PÉS NO CHÃO DE TERRA BATIDA
Neta de italianos, dona Marisa nasceu num
sitio em São Bernardo do Campo, SP, onde havia plantações de batata e
milho e criações de galinhas e porcos. A casa de dois quartos onde viveu
até o sete anos era de pau-a-pique e chão de terra batida. Não tinha
luz elétrica. Nem água encanada, só poço. O colchão onde dormia era de
palha. Marisa foi a penúltima filha dentre 12 irmãos. Sua mãe, Regina
Rocco Casa, era famosa benzedeira: sabia tirar quebranto, curava menino
com bucho virado. O pai hortelão, Antônio João Casa, adorava plantas.
Marisa puxou isso dele.
A primeira-dama tinha “mão boa” para lidar com mudas. Quando levou
uma jabuticabeira no vaso para dentro do apartamento em São Bernardo,
Lula achou que a planta jamais ia vingar. “Eu fiquei, como muitos, todo
santo dia resmungando e dizendo que era impossível”, disse o marido num
discurso em que fez parábola da planta de Marisa. Lula disse que o
Brasil poderia crescer em pleno aperto econômico como a jabuticabeira
que, contrariando todas as previsões, sua mulher fez vicejar. “Como ela
acreditou mais, irrigou mais, cuidou mais do que eu, o pezinho de
jabuticaba dá frutos quatro, cinco vezes por ano, coisa que esse
conselho [Conselho de Desenvolvimento Econômico e Social] pode imitar se
quiser”, disse Lula, quando criou órgão do governo em fevereiro de
2003.
Marisa sempre cultivou legumes e verduras. A ponto de não precisar
comprá-los no mercado por anos.

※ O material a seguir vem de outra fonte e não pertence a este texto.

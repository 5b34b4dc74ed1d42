//! Small filesystem utilities with a cross-platform safe-basename sanitizer.
//! This crate intentionally stays dependency-light and focuses on stable,
//! reusable primitives: folder predicates, idempotent create/delete, naming
//! constants, and the sanitizer that makes arbitrary strings safe to use as
//! path components.

pub mod errors;
pub mod fs;
pub mod naming;
pub mod sanitize;

pub use errors::{DiskError, Result};
pub use fs::{
    create_folder,
    delete_folder,
    is_real_file_path,
    is_real_folder_path,
    FileSystem,
    RealFileSystem,
};
pub use naming::{
    workspace_testing_path,
    workspace_testing_subfolder_name,
    APP_FOLDER_NAME,
    CACHE_FOLDER_NAME,
    DATA_FOLDER_NAME,
    DEFAULT_TEXT_ENCODING,
    LAUNCH_FILE_NAME,
    PUBLIC_FOLDER_NAME,
    WORKSPACE_TESTING_FOLDER_NAME,
};
pub use sanitize::{safe_basename, safe_basename_with, Disposition, DispositionTable};

/// Re-export a small stable API surface for downstream crates.
pub mod prelude {
    pub use crate::{
        errors::{DiskError, Result},
        fs::*,
        naming::*,
        sanitize::*,
    };
}
use crate::errors::DiskError;
use std::fs;
use std::path::{Path, PathBuf};

/// Filesystem abstraction boundary for the folder operations.
///
/// Keeping this trait narrow makes it easy to write deterministic tests and
/// allows alternative backends (e.g. an in-memory fs) if callers need them.
pub trait FileSystem: Send + Sync {
    /// Returns true when path exists (symlink-aware).
    fn exists(&self, path: &Path) -> bool;

    /// Returns true when path exists and is a directory.
    fn is_dir(&self, path: &Path) -> bool;

    /// Returns true when path exists and is a regular file.
    fn is_file(&self, path: &Path) -> bool;

    /// Creates a directory and all missing parent directories.
    fn create_dir_all(&self, path: &Path) -> crate::Result<()>;

    /// Removes a directory and everything under it.
    fn remove_dir_all(&self, path: &Path) -> crate::Result<()>;
}

/// Default filesystem implementation backed by `std::fs`.
#[derive(Debug, Default, Clone, Copy)]
pub struct RealFileSystem;

impl FileSystem for RealFileSystem {
    fn exists(&self, path: &Path) -> bool {
        path.exists()
    }

    fn is_dir(&self, path: &Path) -> bool {
        path.is_dir()
    }

    fn is_file(&self, path: &Path) -> bool {
        path.is_file()
    }

    fn create_dir_all(&self, path: &Path) -> crate::Result<()> {
        fs::create_dir_all(path).map_err(|err| DiskError::io(path, err))
    }

    fn remove_dir_all(&self, path: &Path) -> crate::Result<()> {
        fs::remove_dir_all(path).map_err(|err| DiskError::io(path, err))
    }
}

/// Returns true when `path` names an existing directory.
pub fn is_real_folder_path(path: impl AsRef<Path>) -> bool {
    is_real_folder_path_in(&RealFileSystem, path.as_ref())
}

/// [`is_real_folder_path`] against a caller-supplied backend.
pub fn is_real_folder_path_in(fs: &impl FileSystem, path: &Path) -> bool {
    fs.is_dir(path)
}

/// Returns true when `path` names an existing regular file.
pub fn is_real_file_path(path: impl AsRef<Path>) -> bool {
    is_real_file_path_in(&RealFileSystem, path.as_ref())
}

/// [`is_real_file_path`] against a caller-supplied backend.
pub fn is_real_file_path_in(fs: &impl FileSystem, path: &Path) -> bool {
    fs.is_file(path)
}

/// Creates `path` and any missing parents, returning the path unchanged.
/// Idempotent: an existing directory and its contents are left untouched.
pub fn create_folder(path: impl AsRef<Path>) -> crate::Result<PathBuf> {
    create_folder_in(&RealFileSystem, path.as_ref())
}

/// [`create_folder`] against a caller-supplied backend.
pub fn create_folder_in(fs: &impl FileSystem, path: &Path) -> crate::Result<PathBuf> {
    fs.create_dir_all(path)?;
    Ok(path.to_path_buf())
}

/// Recursively deletes the directory at `path`.
///
/// Returns `1` when a directory was removed and `0` when the path does not
/// exist or is not a directory; neither case is an error. Callers racing two
/// deletes of the same path must serialize themselves.
pub fn delete_folder(path: impl AsRef<Path>) -> crate::Result<u64> {
    delete_folder_in(&RealFileSystem, path.as_ref())
}

/// [`delete_folder`] against a caller-supplied backend.
pub fn delete_folder_in(fs: &impl FileSystem, path: &Path) -> crate::Result<u64> {
    if !fs.is_dir(path) {
        return Ok(0);
    }
    fs.remove_dir_all(path)?;
    Ok(1)
}
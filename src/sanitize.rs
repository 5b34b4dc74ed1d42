//! Basename sanitization.
//!
//! Converts arbitrary strings into values safe to use as a single path
//! component across operating systems. Classification happens per Unicode
//! code point against an explicit [`DispositionTable`] rather than a regex
//! chain, so multi-byte scripts and emoji survive intact.

/// Characters deleted outright, with no gap-filling space.
const STRIPPED_CHARS: &[char] = &['"', '\'', '\u{201C}', '\u{201D}', '\u{2018}', '\u{2019}', '\u{00AB}', '\u{00BB}'];

/// Characters replaced by a single space. Whitespace code points join this
/// set implicitly via [`char::is_whitespace`].
const REPLACED_CHARS: &[char] = &['.', ',', ';', ':', '*', '?', '|', '_', '<', '>', '/', '\\'];

/// Action taken for a single code point during sanitization.
#[derive(Debug, Clone, Copy, Eq, PartialEq)]
pub enum Disposition {
    /// Remove the code point with no replacement.
    Strip,
    /// Replace the code point with a single space.
    ReplaceWithSpace,
    /// Keep the code point as-is.
    PassThrough,
}

/// Immutable per-code-point classification used by [`safe_basename_with`].
///
/// The default table strips straight and curly quotes and guillemets,
/// replaces Windows-reserved characters, path separators, underscore and all
/// whitespace with a space, and passes everything else through (hyphens and
/// dashes, brackets, letters of any script, digits, emoji, currency symbols).
/// Builders extend the table for OS-specific rules; a code point moved into
/// one set is removed from the other, so every code point keeps exactly one
/// disposition.
#[derive(Debug, Clone)]
pub struct DispositionTable {
    stripped: Vec<char>,
    replaced: Vec<char>,
}

impl Default for DispositionTable {
    fn default() -> Self {
        Self {
            stripped: STRIPPED_CHARS.to_vec(),
            replaced: REPLACED_CHARS.to_vec(),
        }
    }
}

impl DispositionTable {
    /// Adds code points that should be deleted without replacement.
    pub fn with_stripped(mut self, chars: impl IntoIterator<Item = char>) -> Self {
        for c in chars {
            self.replaced.retain(|&existing| existing != c);
            if !self.stripped.contains(&c) {
                self.stripped.push(c);
            }
        }
        self
    }

    /// Adds code points that should become a single space.
    pub fn with_replaced(mut self, chars: impl IntoIterator<Item = char>) -> Self {
        for c in chars {
            self.stripped.retain(|&existing| existing != c);
            if !self.replaced.contains(&c) {
                self.replaced.push(c);
            }
        }
        self
    }

    /// Classifies one code point. Strip rules win over replace rules;
    /// unclassified whitespace is replaced.
    pub fn disposition_for(&self, c: char) -> Disposition {
        if self.stripped.contains(&c) {
            Disposition::Strip
        } else if self.replaced.contains(&c) || c.is_whitespace() {
            Disposition::ReplaceWithSpace
        } else {
            Disposition::PassThrough
        }
    }
}

/// Sanitizes `input` into a path-component-safe string using the built-in
/// rules. See [`safe_basename_with`] for the guarantees.
pub fn safe_basename(input: &str) -> String {
    safe_basename_with(input, &DispositionTable::default())
}

/// Sanitizes `input` against a caller-supplied [`DispositionTable`].
///
/// The result contains no stripped or replaced characters, no run of two or
/// more spaces, and no leading or trailing space; pass-through code points
/// keep their original order and multiplicity. The empty string maps to
/// itself, and the function is idempotent. Strip and replace stay distinct
/// on purpose: `"alpha" bravo` becomes `alpha bravo` with a single space,
/// because deleting a quote leaves no gap while replacing a character does.
pub fn safe_basename_with(input: &str, table: &DispositionTable) -> String {
    let mut substituted = String::with_capacity(input.len());
    for c in input.chars() {
        match table.disposition_for(c) {
            Disposition::Strip => {}
            Disposition::ReplaceWithSpace => substituted.push(' '),
            Disposition::PassThrough => substituted.push(c),
        }
    }
    collapse_whitespace(&substituted)
}

/// Collapses every maximal whitespace run to one space and trims the edges.
fn collapse_whitespace(s: &str) -> String {
    let mut collapsed = String::with_capacity(s.len());
    for segment in s.split_whitespace() {
        if !collapsed.is_empty() {
            collapsed.push(' ');
        }
        collapsed.push_str(segment);
    }
    collapsed
}
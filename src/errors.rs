use std::{io, path::PathBuf};

/// Shared error type for all disk operations in this crate.
#[derive(thiserror::Error, Debug)]
pub enum DiskError {
    /// File system I/O failure.
    #[error("I/O error while accessing {0}")]
    Io(PathBuf, #[source] io::Error),

    /// A required argument violated the caller contract.
    #[error("invalid input: {0}")]
    InvalidInput(String),
}

impl DiskError {
    pub fn invalid_input(message: impl Into<String>) -> Self {
        Self::InvalidInput(message.into())
    }

    pub fn io(path: impl Into<PathBuf>, error: io::Error) -> Self {
        Self::Io(path.into(), error)
    }
}

/// Shared result alias for the crate.
pub type Result<T> = std::result::Result<T, DiskError>;
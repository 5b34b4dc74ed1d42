//! Folder-operation tests against a real filesystem.

use disk_core::{create_folder, delete_folder, is_real_file_path, is_real_folder_path};
use std::fs;
use tempfile::TempDir;

fn scratch() -> TempDir {
    TempDir::new().expect("create scratch dir")
}

#[test]
fn folder_predicate_is_false_for_empty_path() {
    assert!(!is_real_folder_path(""));
}

#[test]
fn folder_predicate_is_false_for_missing_path() {
    let root = scratch();
    assert!(!is_real_folder_path(root.path().join("alfa")));
}

#[test]
fn folder_predicate_is_false_for_file() {
    let root = scratch();
    let file = root.path().join("alfa.txt");
    fs::write(&file, "").unwrap();
    assert!(!is_real_folder_path(&file));
}

#[test]
fn folder_predicate_is_true_for_directory() {
    let root = scratch();
    assert!(is_real_folder_path(root.path()));
}

#[test]
fn file_predicate_is_false_for_empty_path() {
    assert!(!is_real_file_path(""));
}

#[test]
fn file_predicate_is_false_for_missing_path() {
    let root = scratch();
    assert!(!is_real_file_path(root.path().join("alpha.txt")));
}

#[test]
fn file_predicate_is_false_for_directory() {
    let root = scratch();
    assert!(!is_real_file_path(root.path()));
}

#[test]
fn file_predicate_is_true_for_file() {
    let root = scratch();
    let file = root.path().join("alpha.txt");
    fs::write(&file, "").unwrap();
    assert!(is_real_file_path(&file));
}

#[test]
fn create_folder_returns_input_path() {
    let root = scratch();
    let target = root.path().join("alfa");
    assert_eq!(create_folder(&target).unwrap(), target);
}

#[test]
fn create_folder_creates_missing_parents() {
    let root = scratch();
    let target = root.path().join("alfa").join("bravo");
    assert!(!target.exists());
    create_folder(&target).unwrap();
    assert!(target.is_dir());
}

#[test]
fn create_folder_leaves_existing_contents_alone() {
    let root = scratch();
    let target = root.path().join("alpha");
    create_folder(&target).unwrap();

    let file = target.join("bravo.txt");
    fs::write(&file, "").unwrap();

    create_folder(&target).unwrap();
    assert!(file.exists());
}

#[test]
fn delete_folder_returns_zero_for_missing_path() {
    let root = scratch();
    assert_eq!(delete_folder(root.path().join("alpha")).unwrap(), 0);
}

#[test]
fn delete_folder_returns_zero_for_file() {
    let root = scratch();
    let file = root.path().join("alpha.txt");
    fs::write(&file, "").unwrap();
    assert_eq!(delete_folder(&file).unwrap(), 0);
    assert!(file.exists());
}

#[test]
fn delete_folder_removes_populated_tree() {
    let root = scratch();
    let dir = root.path().join("alpha");
    create_folder(&dir).unwrap();
    fs::write(dir.join("alpha.txt"), "").unwrap();

    assert_eq!(delete_folder(&dir).unwrap(), 1);
    assert!(!dir.exists());
}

Quando virou primeira-dama incrementava a
horta atrás do Alvorada. Orgulhava-se de dizer que os canteiros estavam
com mais variedade. Também povoou o lago do Palácio com peixes e patos
quando se mudou para Brasília. A ex-primeira-dama gostava de bichos. Em
plena correria da campanha do primeiro mandato de Lula, levou para o
apartamento um cabritinho que a mãe rejeitou e o alimentou a mamadeira.
Instinto maternal exercido desde criança. Quando ainda era menina de
nove anos, em vez de bonecas, Maria foi embalar três sobrinhas do pintor
Cândido Portinari. De babá, virou operária aos 13 anos. Embalou, então,
bombons Alpino na fábrica de chocolates Dulcora. Teve de parar de
estudar na sétima série.
ENCONTRO DE FORTES
Moça bonita, loura de cachos até a cintura,
aos 19 anos, Marisa saiu da casa dos pais para se casar com seu
primeiro namorado, Marcos, um motorista de caminhão. Ele carregava areia
para construções durante o dia e de noite, saía com o táxi do pai, um
Fusca, para ganhar um extra. Queria comprar a casa própria. Seis meses
depois do casamento, Marcos foi morto por bandidos num assalto ao táxi.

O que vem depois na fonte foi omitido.